«Pour nous, la vraie crise va venir après.»
Yan Desarzens est le directeur général de la fondation Mère Sofia, qui gère entre autres la Soupe Populaire de Lausanne. «Les dommages collatéraux de la crise sanitaire seront des dommages directs pour nous. Car nous le voyons déjà maintenant: il y a plus de bénéficiaires qu’avant. Des familles qui s’en sortaient jusque-là, qui tiraient un peu le diable par la queue, se retrouvent aujourd’hui en grande difficulté. Toutes les personnes qui étaient payées à l’heure, ceux qui se retrouvent au chômage… Je suis impressionné de voir qu’on parle toujours des entreprises qui ne s’en sortent pas, mais il y a aussi tous ces ‘précaires habituels’ dont on parle pas.»
«Avant l’épidémie, on servait 250 repas par jour. On en est à 750 aujourd’hui. Mais nous avons réparti la charge sur différentes structures: depuis le 6 avril, nous avons 6 structures de nuit qui sont passées en H24, et nous nourrissons tout ce petit monde par la Soupe. Nous avons une autre structure, L’Échelle, qui est une aide aux foyers précarisés. Nous leur livrons des colis de première nécessité (de l’alimentaire, mais aussi des produits d’hygiène, du papier toilette, qui est devenu une denrée précieuse…). Avant, nous soutenions 70 foyers, et là nous en sommes à 150.»
La fondation gère aussi Le Macadam, une structure de réinsertion par l’activité professionnelle. «Nous avons suspendu, car comme nous allions principalement bosser chez des gens (monter une armoire, vider un grenier), nous n’allions pas risquer leur santé pour un débarras. Mais nous continuons à les soutenir au niveau alimentaire».
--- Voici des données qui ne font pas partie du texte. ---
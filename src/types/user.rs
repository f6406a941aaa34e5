// Copyright 2025 Fernando Borretti
//
// Licensed under the Apache License, Version 2.0 (the "License");
// you may not use this file except in compliance with the License.
// You may obtain a copy of the License at
//
//     http://www.apache.org/licenses/LICENSE-2.0
//
// Unless required by applicable law or agreed to in writing, software
// distributed under the License is distributed on an "AS IS" BASIS,
// WITHOUT WARRANTIES OR CONDITIONS OF ANY KIND, either express or implied.
// See the License for the specific language governing permissions and
// limitations under the License.

use std::fmt::Display;
use std::fmt::Formatter;
use std::str::FromStr;

use rusqlite::ToSql;
use rusqlite::types::ToSqlOutput;

use crate::error::ErrorReport;
use crate::error::fail;

/// Opaque identifier of the user who owns a set of items. Authentication
/// happens elsewhere; this is only a partition key.
#[derive(Clone, PartialEq, Eq, PartialOrd, Ord, Hash, Debug)]
pub struct UserId(String);

impl UserId {
    pub fn new(id: impl Into<String>) -> Result<Self, ErrorReport> {
        let id = id.into();
        if id.trim().is_empty() {
            return fail("user id must not be empty");
        }
        Ok(Self(id))
    }

    pub fn as_str(&self) -> &str {
        &self.0
    }
}

impl FromStr for UserId {
    type Err = ErrorReport;

    fn from_str(s: &str) -> Result<Self, Self::Err> {
        Self::new(s)
    }
}

impl Display for UserId {
    fn fmt(&self, f: &mut Formatter<'_>) -> std::fmt::Result {
        write!(f, "{}", self.0)
    }
}

impl ToSql for UserId {
    fn to_sql(&self) -> rusqlite::Result<ToSqlOutput<'_>> {
        Ok(ToSqlOutput::from(self.0.as_str()))
    }
}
La crise augmente le nombre de bénéficiaires, et impose ses règles de distanciation. «Pour les colis, on sonne, on pose les sacs, on reprend les anciens, et c’est tout. On ne peut plus faire de soutien psychosocial, administratif, pédagogique, où il y a pourtant un besoin massif. Mais il faut que nos collaborateurs restent en bonne santé, et on assure les besoins les plus urgents.» Même chose à la Soupe Populaire en elle-même. «Désormais, on sert uniquement à l’emporter, dans des barquettes pour éviter le contact. Les collaborateurs ont des masques et des gants, et il y a un marquage au sol. D’ailleurs, nous avons eu les félicitations de Médecins Sans Frontières sur notre dispositif!»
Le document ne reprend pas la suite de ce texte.